As drivers enter their senior years (usually after age 65 or 70), rates may increase again due to higher accident risks, slower reflexes, and health issues.
What Really Affects Age and Rates
Experience plays a major role, but it must be combined with a clean driving record.
Location matters—some states give discounts to senior drivers who take refresher driving courses.
Vehicle type also influences costs, regardless of age.
So while older drivers may enjoy lower rates than younger ones, it’s not a guaranteed lifelong discount.
Myth #4: Minimum Liability Coverage Is Enough
Why People Believe This Myth
Many drivers want to save money and believe that state minimum liability coverage is sufficient protection. Since it’s legally required, they assume it must cover all situations.
The Truth Behind the Myth
Minimum liability coverage only covers damages to other people and their property if you’re at fault in an accident. It does not cover:
Your own car repairs
Your medical bills
Uninsured or underinsured drivers who hit you
Theft, vandalism, or natural disasters
If the accident costs exceed your liability limits, you’re responsible for paying the rest out of pocket—which could lead to financial ruin.
Why Comprehensive Coverage Matters
Adding collision and comprehensive coverage ensures that your car is protected, regardless of fault. While it costs more upfront, it can save you from massive expenses in the long run.
Myth #5: Your Credit Score Has Nothing to Do With Car Insurance
Why People Believe This Myth
Most drivers assume that credit scores are only relevant for loans, mortgages, and credit cards. They don’t realize insurers may also use this information.
The Truth Behind the Myth
In many states, insurance companies use a credit-based insurance score to help determine premiums. Studies show that people with lower credit scores are statistically more likely to file claims.
However:
Not all states allow this practice. For example, California, Hawaii, and Massachusetts ban the use of credit scores in setting auto insurance rates.

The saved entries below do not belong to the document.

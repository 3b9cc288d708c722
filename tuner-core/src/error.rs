//! # Error Module
//!
//! Error types shared by the analysis pipeline and the capture layer.

use thiserror::Error;

/// Convenience alias used throughout `tuner-core`.
pub type Result<T> = std::result::Result<T, TunerError>;

#[derive(Error, Debug)]
pub enum TunerError {
    // --- Spectrum snapshot errors ---
    #[error("Spectrum snapshot contains no bins")]
    EmptySpectrum,
    #[error("Spectrum snapshot declares a bin count of zero")]
    ZeroBinCount,
    #[error("Invalid sample rate for frequency estimation: {0}")]
    InvalidSampleRate(u32),
    #[error("Audio frame has {actual} samples, expected {expected}")]
    FrameSizeMismatch { expected: usize, actual: usize },

    // --- Tuning selection errors ---
    #[error("Unknown tuning table: {0}")]
    UnknownTuning(String),

    // --- Capture acquisition errors ---
    #[error("No audio input device available")]
    NoInputDevice,
    #[error("No mono f32 input format is supported by the input device")]
    UnsupportedInputFormat,
    #[error("Failed to read input device name: {0}")]
    DeviceName(#[from] cpal::DeviceNameError),
    #[error("Failed to query input device configurations: {0}")]
    SupportedConfigs(#[from] cpal::SupportedStreamConfigsError),
    #[error("Failed to open audio input stream: {0}")]
    BuildStream(#[from] cpal::BuildStreamError),
    #[error("Failed to start audio input stream: {0}")]
    PlayStream(#[from] cpal::PlayStreamError),
}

Your credit score isn’t the only factor—it’s just one piece of the puzzle.
How to Improve Your Insurance Rates
Pay bills on time to boost your credit score.
Regularly check your credit report for errors.

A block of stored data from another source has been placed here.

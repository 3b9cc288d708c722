// tuner-core/src/lib.rs

//! The core logic for the instrument tuner.
//! This crate turns microphone spectra into a smoothed pitch estimate, matches
//! it against the active tuning table and classifies the deviation. It is
//! completely headless and contains no GUI code.

pub mod audio;
pub mod config;
pub mod driver;
pub mod error;
pub mod fft;
pub mod gauge;
pub mod pitch;
pub mod session;
pub mod tuning;

pub use config::TunerConfig;
pub use error::{Result, TunerError};
pub use pitch::Spectrum;
pub use session::{FrameReport, TunerSession};
pub use tuning::{Tuning, TuningStatus};
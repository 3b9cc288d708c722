//! # UI Module
//!
//! This module contains all UI components for the tuner.

pub mod gauge;
pub mod main_display;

Shop around for insurers, since some weigh credit history more heavily than others.
Additional Common Myths Worth Mentioning
Myth: Comprehensive Coverage Covers Everything
Despite its name, comprehensive coverage doesn’t cover “everything.” It only protects your car against non-collision events like theft, fire, or weather damage.
Myth: Expensive Cars Always Cost More to Insure
Not necessarily. Sometimes, luxury vehicles have better safety features that lower insurance costs compared to older, less safe cars.
Myth: Insurance Will Pay Off Your Car Loan If It’s Totaled
Insurance only pays the current market value of your car—not the amount you owe on a loan. If your loan balance is higher, you’ll still be responsible for the difference unless you have gap insurance.
How to Separate Fact from Fiction
Do Your Research
Relying on word-of-mouth or assumptions can be dangerous. Always check official resources, such as your state’s insurance department or your insurer’s website.
Ask Your Insurance Agent
Insurance policies vary widely depending on your provider and location. Asking questions directly is the best way to avoid confusion.
Review Your Policy Regularly
Life circumstances change—moving to a new city, buying a new car, or adding a family member can all affect your coverage needs.
Conclusion
Car insurance myths have a way of spreading quickly, but they can lead to costly mistakes if you believe them. The truth is that insurance premiums are influenced by multiple factors—from your driving record and location to the type of car you own and even your credit score.
By debunking myths like “red cars cost more” or “minimum liability is enough,” drivers can make informed decisions that protect both their vehicles and their financial future. The key takeaway is simple: don’t rely on myths—rely on facts.